И хотя Тереза не терпела капризов или дурных манер за столом, она говорила спокойным тоном и даже с нежностью. Что ж, она не хочет, чтобы он вмешивался. В последние дни она несколько раз его просила: «Ничего ему не говори, Салва. Обещай мне».
Он и не помалкивал. Джованни наблюдал за ним, ожидая сигнала. Уж они-то понимали друг друга. Гварначча улыбнулся сыну, и они набросились на еду.
В тот вечер, когда он уже лежал в постели, а Тереза меняла наполнитель в ловушке для комаров, он отважился полюбопытствовать:
— Так он хотя бы поужинал?
— Да, съел хлопья и йогурт.
— Йогурт?.. Да он же растет, черт побери! Кроме того, когда половина детей в мире голодает, этот воротит нос...
— Салваторе!
— Но так и есть.
— Я знаю, что так и есть. Пожалуйста, ничего ему не говори. Помни, что ты мне обещал.
— Разве я сказал хоть слово? Сказал?
— Нет.
— Я знаю, что сделала бы моя мать.
— Нет, ты не знаешь.
— Да знаю! Она бы выдрала меня как следует, если бы я посмел себя так вести!
— Нет, не выдрала бы.
— Она бы задала мне хорошую порку, говорю тебе!
— Сколько раз в жизни мать задавала тебе хорошую порку?
Задумчиво помолчав, он сознался:
— Только один раз, насколько я помню... но это только потому, что я никогда не...
— И что же ты натворил?
— Я? Да... не помню уже.
— Да ладно, говори.
— Я же сказал: не помню.
— Это странно, не правда ли? Люди признавались тебе в убийствах, много раз, но никто ни разу не признался в том, что намочил постель.
— Не намочил я постель!
— Я этого и не говорила.
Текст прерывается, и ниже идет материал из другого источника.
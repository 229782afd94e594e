//! Hardware types and the interning type database.
//!
//! Payloads of channels, module ports, and builtin results are all described
//! by [`Type`]. Structurally identical types are interned to the same
//! [`TypeId`] by [`TypeDb`], so checking that a packed channel matches its
//! bundle role is an ID comparison.

use crate::ids::TypeId;
use serde::{Deserialize, Serialize};
use std::fmt;

/// A hardware type.
#[derive(Clone, PartialEq, Eq, Hash, Debug, Serialize, Deserialize)]
pub enum Type {
    /// A clock signal. Only valid as a module port.
    Clock,
    /// An unsigned bit vector of the given width. `Bits(0)` carries no data
    /// and is used for pure acknowledgements.
    Bits(u32),
    /// A record with named, ordered fields.
    Struct(Vec<(String, Type)>),
    /// A ready/valid channel carrying the inner type.
    Channel(Box<Type>),
    /// A bundle of channels with fixed roles and directions.
    Bundle(BundleType),
}

impl Type {
    /// The single-bit type used for `valid`, `ready`, and boolean logic.
    pub fn bool() -> Self {
        Type::Bits(1)
    }

    /// Builds a struct type from borrowed field names.
    pub fn struct_of(fields: &[(&str, Type)]) -> Self {
        Type::Struct(
            fields
                .iter()
                .map(|(name, ty)| (name.to_string(), ty.clone()))
                .collect(),
        )
    }

    /// Returns the number of bits needed to carry a value of this type, or
    /// `None` for types with no flat representation (channels and bundles).
    pub fn bit_width(&self) -> Option<u32> {
        match self {
            Type::Clock => Some(1),
            Type::Bits(w) => Some(*w),
            Type::Struct(fields) => fields
                .iter()
                .try_fold(0u32, |acc, (_, ty)| Some(acc + ty.bit_width()?)),
            Type::Channel(_) | Type::Bundle(_) => None,
        }
    }

    /// Looks up a struct field by name, returning its position and type.
    pub fn field(&self, name: &str) -> Option<(usize, &Type)> {
        match self {
            Type::Struct(fields) => fields
                .iter()
                .enumerate()
                .find(|(_, (n, _))| n == name)
                .map(|(i, (_, ty))| (i, ty)),
            _ => None,
        }
    }

    /// Returns `true` for types that may travel on a channel.
    pub fn is_payload(&self) -> bool {
        matches!(self, Type::Bits(_) | Type::Struct(_))
    }
}

impl fmt::Display for Type {
    fn fmt(&self, f: &mut fmt::Formatter<'_>) -> fmt::Result {
        match self {
            Type::Clock => write!(f, "clock"),
            Type::Bits(w) => write!(f, "bits<{w}>"),
            Type::Struct(fields) => {
                write!(f, "struct{{")?;
                for (i, (name, ty)) in fields.iter().enumerate() {
                    if i > 0 {
                        write!(f, ", ")?;
                    }
                    write!(f, "{name}: {ty}")?;
                }
                write!(f, "}}")
            }
            Type::Channel(inner) => write!(f, "channel<{inner}>"),
            Type::Bundle(bundle) => write!(f, "{bundle}"),
        }
    }
}

/// Which way a bundle role's data flows relative to the service.
#[derive(Clone, Copy, PartialEq, Eq, Hash, Debug, Serialize, Deserialize)]
#[serde(rename_all = "snake_case")]
pub enum ChannelDirection {
    /// Driven by the client, consumed by the service (requests).
    ToService,
    /// Driven by the service, consumed by the client (responses).
    FromService,
}

impl ChannelDirection {
    /// Returns the opposite direction.
    pub fn flip(self) -> Self {
        match self {
            ChannelDirection::ToService => ChannelDirection::FromService,
            ChannelDirection::FromService => ChannelDirection::ToService,
        }
    }
}

impl fmt::Display for ChannelDirection {
    fn fmt(&self, f: &mut fmt::Formatter<'_>) -> fmt::Result {
        match self {
            ChannelDirection::ToService => write!(f, "to"),
            ChannelDirection::FromService => write!(f, "from"),
        }
    }
}

/// One named role of a bundle.
#[derive(Clone, PartialEq, Eq, Hash, Debug, Serialize, Deserialize)]
pub struct BundlePort {
    /// The role name, e.g. `address` or `req`.
    pub name: String,
    /// Which side drives this role.
    pub direction: ChannelDirection,
    /// The payload carried by this role's channel.
    pub payload: Type,
}

/// The schema of a bundle: its roles in declaration order.
#[derive(Clone, PartialEq, Eq, Hash, Debug, Serialize, Deserialize)]
pub struct BundleType {
    /// The roles, in declaration order.
    pub ports: Vec<BundlePort>,
}

impl BundleType {
    /// Creates a bundle type from `(role, direction, payload)` triples.
    pub fn new(ports: Vec<(&str, ChannelDirection, Type)>) -> Self {
        Self {
            ports: ports
                .into_iter()
                .map(|(name, direction, payload)| BundlePort {
                    name: name.to_string(),
                    direction,
                    payload,
                })
                .collect(),
        }
    }

    /// Looks up a role by name, returning its position and definition.
    pub fn port(&self, name: &str) -> Option<(usize, &BundlePort)> {
        self.ports.iter().enumerate().find(|(_, p)| p.name == name)
    }

    /// Iterates over the roles flowing in `direction`.
    pub fn ports_in(&self, direction: ChannelDirection) -> impl Iterator<Item = &BundlePort> {
        self.ports.iter().filter(move |p| p.direction == direction)
    }
}

impl fmt::Display for BundleType {
    fn fmt(&self, f: &mut fmt::Formatter<'_>) -> fmt::Result {
        write!(f, "bundle{{")?;
        for (i, port) in self.ports.iter().enumerate() {
            if i > 0 {
                write!(f, ", ")?;
            }
            write!(f, "{}: {} {}", port.name, port.direction, port.payload)?;
        }
        write!(f, "}}")
    }
}

/// Interning database for [`Type`]s.
///
/// Interning is by structural equality; types are few, so lookup is a linear
/// scan, and IDs are assigned in first-seen order.
#[derive(Debug, Clone, Default, Serialize, Deserialize)]
pub struct TypeDb {
    types: Vec<Type>,
}

impl TypeDb {
    /// Creates an empty type database.
    pub fn new() -> Self {
        Self::default()
    }

    /// Interns a type, returning the existing ID if an equal type is known.
    pub fn intern(&mut self, ty: &Type) -> TypeId {
        if let Some(pos) = self.types.iter().position(|t| t == ty) {
            return TypeId::from_raw(pos as u32);
        }
        let id = TypeId::from_raw(self.types.len() as u32);
        self.types.push(ty.clone());
        id
    }

    /// Returns the ID of an already-interned type.
    pub fn lookup(&self, ty: &Type) -> Option<TypeId> {
        self.types
            .iter()
            .position(|t| t == ty)
            .map(|pos| TypeId::from_raw(pos as u32))
    }

    /// Returns the type for an ID.
    pub fn get(&self, id: TypeId) -> &Type {
        &self.types[id.as_raw() as usize]
    }

    /// Returns the number of interned types.
    pub fn len(&self) -> usize {
        self.types.len()
    }

    /// Returns `true` if no types have been interned.
    pub fn is_empty(&self) -> bool {
        self.types.is_empty()
    }
}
Я к тому говорю, что люди готовы признаться в ужасающих преступлениях, но им стыдно признаваться в мелких провинностях. — Она улеглась в постель и погасила ночник. — Мне кажется, тебя выпороли из-за еды.
Под покровом темноты он сознался:
— Я стащил у Нанчиты несколько шоколадок из тех, что ей подарили на день рождения... и съел.
— Сколько штук?
— Какая разница — сколько? Кража есть кража, верно?
— И все-таки сколько?
Помолчав, он очень тихо произнес:
— Все.
— Я так и думала. Предоставь Тото мне, Салва. Бедняжка. Он влюбился.
— О нет! Пожалуйста, не надо! И он тоже? Господи, Тереза, он ведь ребенок!
— Подросток. И помалкивай.
— Я и так молчу!
— Тс-с... — ее рука погладила его по груди. — Это его одноклассница, и очень симпатичная. Я ее видела.
— Хм.
— Ее отец сицилиец, а мать датчанка. У нее потрясающие светлые длинные локоны и темные глаза.
— И она, я полагаю, вегетарианка.
— И она вегетарианка. — Она чмокнула его в щеку и шепнула: — А ты однажды садился ради меня на диету, помнишь?
Он повернулся к ней в темноте и с нотками печальной нежности в голосе прошептал:
— Да я ради тебя сажусь на диету практически каждый день.
Следующим утром, будучи в отличном настроении, он успешно расправился с делами в суде и решил приняться за Перуцци.
В мастерской обувщика находилась пара покупателей. Иностранцы, сразу видно. Оба были высокие и тучные, голые руки женщины обгорели докрасна. Они стояли, отвернувшись от Перуцци, чей свирепый взор пылал жаждой крови.
— Если вы пойдете в мой магазин на Борго Сан-Джакопо, то вы найдете там больший выбор и продавщицу, которая вам поможет!
Они не обратили внимания — потому, несомненно, что не понимали ни слова.
Женщина, взяв туфлю с витрины, поставила ее на пол и сдвинула льняную штору, чтобы взять вторую. Ее муж производил подсчеты на карманном калькуляторе. Поглядев на результаты вычислений, они перекинулись парой фраз на своем языке. Затем женщина бросила вторую туфлю на пол, и они молча вышли.
Лицо Перуцци побагровело.
— Вы видели это? Как будто они в супермаркете! Они вваливаются сюда, мне — ни полслова, стоят в двух шагах от меня и обсуждают мои туфли, как будто меня не существует! И считают на своем калькуляторе! Они все такие! Готов поспорить, они никак в толк не возьмут, почему мои туфли стоят дороже, чем заводская дрянь у них дома. Большое спасибо, чудесного вам дня, приятно было познакомиться! — Он с грохотом захлопнул дверь и со щелчком запер замок.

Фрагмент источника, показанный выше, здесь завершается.